[chrony-users] Accurately measuring clock drift

Hi list,

We'd like to achieve a sub-30 μs window of transmission accuracy across multiple devices for simulcast purposes. Ideally, sub-10 μs.

The system uses NTP and 1PPS, which works nearly all the time. We tested both NTP and chrony over a weekend, and the results were not what we expected. In the first plot, NTP+1PPS never drifted above 17 μs.
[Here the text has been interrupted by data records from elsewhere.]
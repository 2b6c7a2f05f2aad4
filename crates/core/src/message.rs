//! Persisted campaign messages.
//!
//! A saved message is a draft promoted into the campaign's saved
//! collection. Its body is immutable once persisted; edits happen on the
//! draft before promotion. The collection is kept newest-first.

use serde::{Deserialize, Serialize};

use crate::types::{CampaignId, MessageId, Timestamp};

/// A persisted, campaign-owned message.
#[derive(Debug, Clone, PartialEq, Eq, Serialize, Deserialize)]
pub struct SavedMessage {
    pub id: MessageId,
    pub campaign_id: CampaignId,
    pub content: String,
    /// Tone/style label the draft carried when it was saved.
    #[serde(rename = "type")]
    pub tone: String,
    pub target_audience: String,
    pub created_at: Timestamp,
}

/// Insert a freshly persisted message at the front of the collection.
pub fn prepend(messages: &mut Vec<SavedMessage>, message: SavedMessage) {
    messages.insert(0, message);
}

/// Remove the message with the given id, if present.
///
/// Returns `true` when a message was removed. Exactly one entry is ever
/// affected; ids are unique within a campaign.
pub fn remove_by_id(messages: &mut Vec<SavedMessage>, id: &str) -> bool {
    match messages.iter().position(|m| m.id == id) {
        Some(pos) => {
            messages.remove(pos);
            true
        }
        None => false,
    }
}

#[cfg(test)]
mod tests {
    use super::*;

    fn message(id: &str, content: &str) -> SavedMessage {
        SavedMessage {
            id: id.to_string(),
            campaign_id: "c1".to_string(),
            content: content.to_string(),
            tone: "Short".to_string(),
            target_audience: "Students".to_string(),
            created_at: chrono::Utc::now(),
        }
    }

    #[test]
    fn prepend_keeps_newest_first() {
        let mut messages = vec![message("m1", "older")];
        prepend(&mut messages, message("m2", "newer"));
        assert_eq!(messages[0].id, "m2");
        assert_eq!(messages[1].id, "m1");
    }

    #[test]
    fn remove_deletes_exactly_the_given_id() {
        let mut messages = vec![message("m1", "a"), message("m2", "b"), message("m3", "c")];
        assert!(remove_by_id(&mut messages, "m2"));
        let ids: Vec<&str> = messages.iter().map(|m| m.id.as_str()).collect();
        assert_eq!(ids, ["m1", "m3"]);
    }

    #[test]
    fn remove_of_unknown_id_is_a_noop() {
        let mut messages = vec![message("m1", "a")];
        assert!(!remove_by_id(&mut messages, "m9"));
        assert_eq!(messages.len(), 1);
    }

    #[test]
    fn tone_label_uses_the_type_wire_name() {
        let json = serde_json::to_value(message("m1", "a")).unwrap();
        assert_eq!(json["type"], "Short");
        assert!(json.get("tone").is_none());
    }
}
use std::sync::{Arc, Mutex};

use axum::routing::{get, post};
use axum::Router;
use tower_http::cors::CorsLayer;
use tower_http::trace::TraceLayer;
use tracing_subscriber::EnvFilter;

use flightbook::config::AppConfig;
use flightbook::db;
use flightbook::handlers;
use flightbook::services::dialog::BookingDialog;
use flightbook::services::nlu::luis::LuisRecognizer;
use flightbook::services::nlu::Recognizer;
use flightbook::services::telemetry;
use flightbook::state::{AppState, TurnLocks};

#[tokio::main]
async fn main() -> anyhow::Result<()> {
    match dotenvy::dotenv() {
        Ok(path) => eprintln!(".env found at {}", path.display()),
        Err(_) => eprintln!(".env not found"),
    }

    tracing_subscriber::fmt()
        .with_env_filter(EnvFilter::try_from_default_env().unwrap_or_else(|_| "info".into()))
        .init();

    let config = AppConfig::from_env();

    let conn = db::init_db(&config.database_url)?;

    let recognizer: Option<Box<dyn Recognizer>> = if config.luis_configured() {
        tracing::info!("using LUIS recognizer (host: {})", config.luis_api_host_name);
        Some(Box::new(LuisRecognizer::new(
            config.luis_app_id.clone(),
            config.luis_api_key.clone(),
            config.luis_api_host_name.clone(),
        )))
    } else {
        tracing::warn!("LUIS is not configured, intents will not be recognized");
        None
    };

    let telemetry = telemetry::from_config(&config)?;
    let booking_dialog = BookingDialog::new(config.booking_dialog_id.clone(), telemetry);

    if config.auth_enabled() {
        tracing::info!(app_id = %config.app_id, "bearer authentication enabled");
    } else {
        tracing::warn!("MicrosoftAppPassword not set, message endpoint is unauthenticated");
    }

    let state = Arc::new(AppState {
        db: Arc::new(Mutex::new(conn)),
        config: config.clone(),
        recognizer,
        booking_dialog,
        turn_locks: TurnLocks::default(),
    });

    let app = Router::new()
        .route("/health", get(handlers::health::health))
        .route("/api/messages", post(handlers::messages::post_message))
        .route(
            "/api/conversations/:id",
            get(handlers::conversations::get_conversation)
                .delete(handlers::conversations::delete_conversation),
        )
        .layer(TraceLayer::new_for_http())
        .layer(CorsLayer::permissive())
        .with_state(state);

    let addr = format!("0.0.0.0:{}", config.port);
    tracing::info!("starting server on {addr}");

    let listener = tokio::net::TcpListener::bind(&addr).await?;
    axum::serve(listener, app).await?;

    Ok(())
}
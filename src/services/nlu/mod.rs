pub mod intent;
pub mod luis;

use async_trait::async_trait;

use crate::models::RecognizerResult;
use crate::services::dialog::TurnContext;

#[async_trait]
pub trait Recognizer: Send + Sync {
    async fn recognize(&self, turn: &TurnContext) -> anyhow::Result<RecognizerResult>;
}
In the second plot, chrony+1PPS drifted up to 281 μs:

Something is wrong with the test, the configuration, or most likely both.

The test data was generated by running the following program:

// SOF

#include <stdio.h>
#include <stdlib.h>
#include <sys/timex.h>
#include <unistd.h>

int main( void ) {
struct timex t = { 0 };

while( 1 ) {
const int clockState = adjtimex( &t );

printf( "%ld,%ld,%ld,%ld\n", t.esterror, t.maxerror, t.offset, t.jitter );
fflush( stdout );
sleep( 1 );
}

return 0;
}

// EOF

The configuration file for the chrony-side of the test follows:

# SOF

server 10.10.10..200 minpoll 0 maxpoll 0 maxdelay 0.5 iburst

# Location of ID/key pairs for NTP authentication.
keyfile /etc/chrony/chrony.keys

# Stores new gain/loss rate, for compensating the system clock upon restart.
driftfile /var/lib/chrony/chrony.drift

logdir /var/log/chrony

# Stop bad estimates from upsetting the machine clock.
maxupdateskew 100.0

# Enables kernel synchronisation (every 11 minutes) of the real-time clock.
rtcsync

# Step the system clock instead of slewing it if the adjustment is larger than
# one second, but only in the first three clock updates.
makestep 1 3

# Enable hardware timestamping of NTP packets for all interfaces.
hwtimestamp *

# Synchronize time using the rising edge of a 1-pulse-per-second clock.
refclock PPS /dev/pps1 refid PPS1 poll 0 precision 1e-9 prefer

# EOF

When running chronyc sources -v, we see:

MS Name/IP address Stratum Poll Reach LastRx Last sample
===============================================================================
#* PPS1 0 0 377 1 -502ns[ -534ns] +/- 1000ns
^- 10.10.10.200 1 0 377 0 +33us[ +33us] +/- 1186us

The plots were generated using R:

ntp.data <- read.csv( 'ntp-drift.csv', header=TRUE );
ntp.data$id <- 1:nrow(ntp.data);
plot(x=ntp.data$id,ntp.data$est.err, xlab="ntp", ylab="estimated error (us)", type="l");

chrony.data <- read.csv( 'chrony-drift.csv', header=TRUE );
chrony.data$id <- 1:nrow(chrony.data);
plot(x=chrony.data$id,chrony.data$est.err, xlab="chrony", ylab="estimated error (us)", type="l");

I'm wondering, in no particular order:

Do the esterror values from calling adjtimex() yield an apples-to-apples comparison between chrony and NTP?
Do we need to combine PPS1 with the NTP server?

If so, how?

What else would we need to do to achieve sub-30 μs clock drift (or sub-10 μs)?
How can we verify that the clock isn't drifting more than 30 μs, programatically (i..e., what API calls return the recent clock drift adjustment value)?
What API call returns the most recent clock drift adjustment value in nanoseconds?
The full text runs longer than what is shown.